Now in his January 22 Order, Judge Irving not only puts numbers on the award of sanctions, but also provides a new summary of the misconduct that led him to award sanctions against Mann. A piece of that summary is worth quoting here:
Dr. Mann throughout this litigation complained that he suffered lost grant funding directly stemming from the defamatory statements of Messrs. Simberg and Steyn, while providing very little in the way of specifics about the dollar amounts of his losses directly attributable to the statements (such as corroborating testimony from percipient witnesses), all while promising to illuminate the Court at trial. At trial, Dr. Mann elected through his attorneys to present to the jury a blown-up demonstrative, without redaction or explanation, a demonstrative intentionally prepared for its use at trial, which included a budget (loss) amount of $9,713,924.00, when the correct amount, previously corrected during a third round of discovery, was $112,000. . . . While Plaintiff and his attorneys find nothing wrong with such practice, the Court simply cannot condone such bad faith litigation tactics.
It’s fair to say that Mann’s bad faith trial tactics got Judge Irving very, very angry.

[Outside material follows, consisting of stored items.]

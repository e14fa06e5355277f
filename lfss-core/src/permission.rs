use rusqlite::Connection;

use crate::error::{LfssError, LfssResult};
use crate::metadata::users;
use crate::path::first_segment;
use crate::types::{AccessLevel, DirConfig, FileReadPermission, FileRecord, UserRecord};

/// `check_path_permission(path, user) -> AccessLevel`, per §4.4.
/// `dir_configs` is the deepest-first ancestor chain of already
/// *parsed* directory configs (see `lifecycle::resolve_dir_configs`);
/// passing it in keeps this function free of blob-store I/O.
pub fn check_path_permission(
    conn: &Connection,
    path: &str,
    user: &UserRecord,
    file_at_path: Option<&FileRecord>,
    dir_configs: &[(String, DirConfig)],
) -> LfssResult<AccessLevel> {
    if user.is_guest() {
        return Ok(AccessLevel::Guest);
    }
    if user.is_admin {
        return Ok(AccessLevel::All);
    }

    let owner_username = first_segment(path);
    let owner = users::get_user_by_username(conn, owner_username).map_err(LfssError::from_sqlite)?;
    let Some(owner) = owner else {
        return Err(LfssError::PathNotFound(path.to_string()));
    };

    if user.id == owner.id {
        return Ok(AccessLevel::All);
    }

    if let Some(file) = file_at_path {
        if file.owner_id == user.id {
            return Ok(AccessLevel::All);
        }
    }

    let mut level = users::get_peer_level(conn, user.id, owner.id).map_err(LfssError::from_sqlite)?;

    // Directory-config override: the configured level for this
    // username *replaces* the peer level within the subtree (it may
    // lower it to NONE). Ties are broken by the deepest ancestor that
    // defines an entry for this username.
    for (_dir, config) in dir_configs {
        if let Some(&configured) = config.access_control.get(&user.username) {
            level = configured;
            break;
        }
    }

    Ok(level)
}

/// `check_file_read_permission(user, file) -> bool`, applied only
/// when the path-level check is below `READ`.
pub fn check_file_read_permission(
    user: &UserRecord,
    file: &FileRecord,
    owner_default_permission: FileReadPermission,
) -> bool {
    match file.permission {
        FileReadPermission::Private => false,
        FileReadPermission::Protected => !user.is_guest(),
        FileReadPermission::Public => true,
        FileReadPermission::Unset => match owner_default_permission {
            FileReadPermission::Private => false,
            FileReadPermission::Protected => !user.is_guest(),
            FileReadPermission::Public => true,
            FileReadPermission::Unset => false,
        },
    }
}

#[cfg(test)]
mod tests {
    use super::*;
    use chrono::Utc;

    fn user(id: u64, admin: bool) -> UserRecord {
        UserRecord {
            id,
            username: format!("u{id}"),
            credential: String::new(),
            is_admin: admin,
            create_time: Utc::now(),
            last_active: Utc::now(),
            max_storage: 0,
            permission: FileReadPermission::Unset,
        }
    }

    fn file(owner_id: u64, permission: FileReadPermission) -> FileRecord {
        FileRecord {
            url: "alice/x".into(),
            owner_id,
            file_id: "f1".into(),
            file_size: 0,
            create_time: Utc::now(),
            access_time: Utc::now(),
            permission,
            external: false,
            mime_type: "text/plain".into(),
        }
    }

    #[test]
    fn private_always_denies_non_owner() {
        let u = user(2, false);
        let f = file(1, FileReadPermission::Private);
        assert!(!check_file_read_permission(&u, &f, FileReadPermission::Public));
    }

    #[test]
    fn protected_denies_guest_allows_authenticated() {
        let f = file(1, FileReadPermission::Protected);
        let guest = UserRecord { id: 0, ..user(0, false) };
        let other = user(2, false);
        assert!(!check_file_read_permission(&guest, &f, FileReadPermission::Public));
        assert!(check_file_read_permission(&other, &f, FileReadPermission::Public));
    }

    #[test]
    fn unset_falls_back_to_owner_default() {
        let f = file(1, FileReadPermission::Unset);
        let other = user(2, false);
        assert!(check_file_read_permission(&other, &f, FileReadPermission::Public));
        assert!(!check_file_read_permission(&other, &f, FileReadPermission::Private));
    }
}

As far as I can tell, this Order resolves the last remaining issues in this case at the trial court level. At Steyn’s website, the comment is “Next stop in Mann vs Steyn? The Court of Appeals.”
Meanwhile, some other things have changed during the passing years. In October 2025 National Review put up a piece headlined “Michael Mann finally goes away,” in which they report that “Mann has finally dropped any claims against us.” The brief piece contains no information as to any payment of money from one side to the other, or what happened to the $500,000+ award of sanctions that NR had recovered against Mann. It is possible that there was a payment of some sort that the parties agreed to keep confidential, but my inference would be that NR walked away from the sanctions award in order to avoid further years worth of appeals. After all, Mann’s efforts appear to be funded by wealthy backers with essentially infinite deep pockets.

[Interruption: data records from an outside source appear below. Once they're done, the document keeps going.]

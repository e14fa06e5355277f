use std::sync::Arc;

use lfss_core::Engine;

/// Process-wide axum state: the storage engine, shared by every
/// handler for the life of the service as a single `Clone`-cheap
/// bundle passed through `State<AppState>`.
#[derive(Clone)]
pub struct AppState {
    pub engine: Arc<Engine>,
}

Also while this case has been endlessly going on, in 2022 Mann moved his base of operations from Penn State to the University of Pennsylvania. There he flaunts the ridiculous title of “Presidential Distinguished Professor in the Department of Earth and Environmental Science and founding director of the Penn Center for Science, Sustainability, and the Media.” Well, University of Pennsylvania, you now have a “Presidential Distinguished Professor” who has been adjudicated to have lied under oath to fabricate a damages case, and to have engaged in “bad faith litigation tactics.” And yet they continue to support him as some kind of hero, I guess because he is on the right team. Other Penn professors who are actually serious scholars but find themselves not on the right team (e.g., Stanley Goldfarb, Amy Wax) get completely different treatment.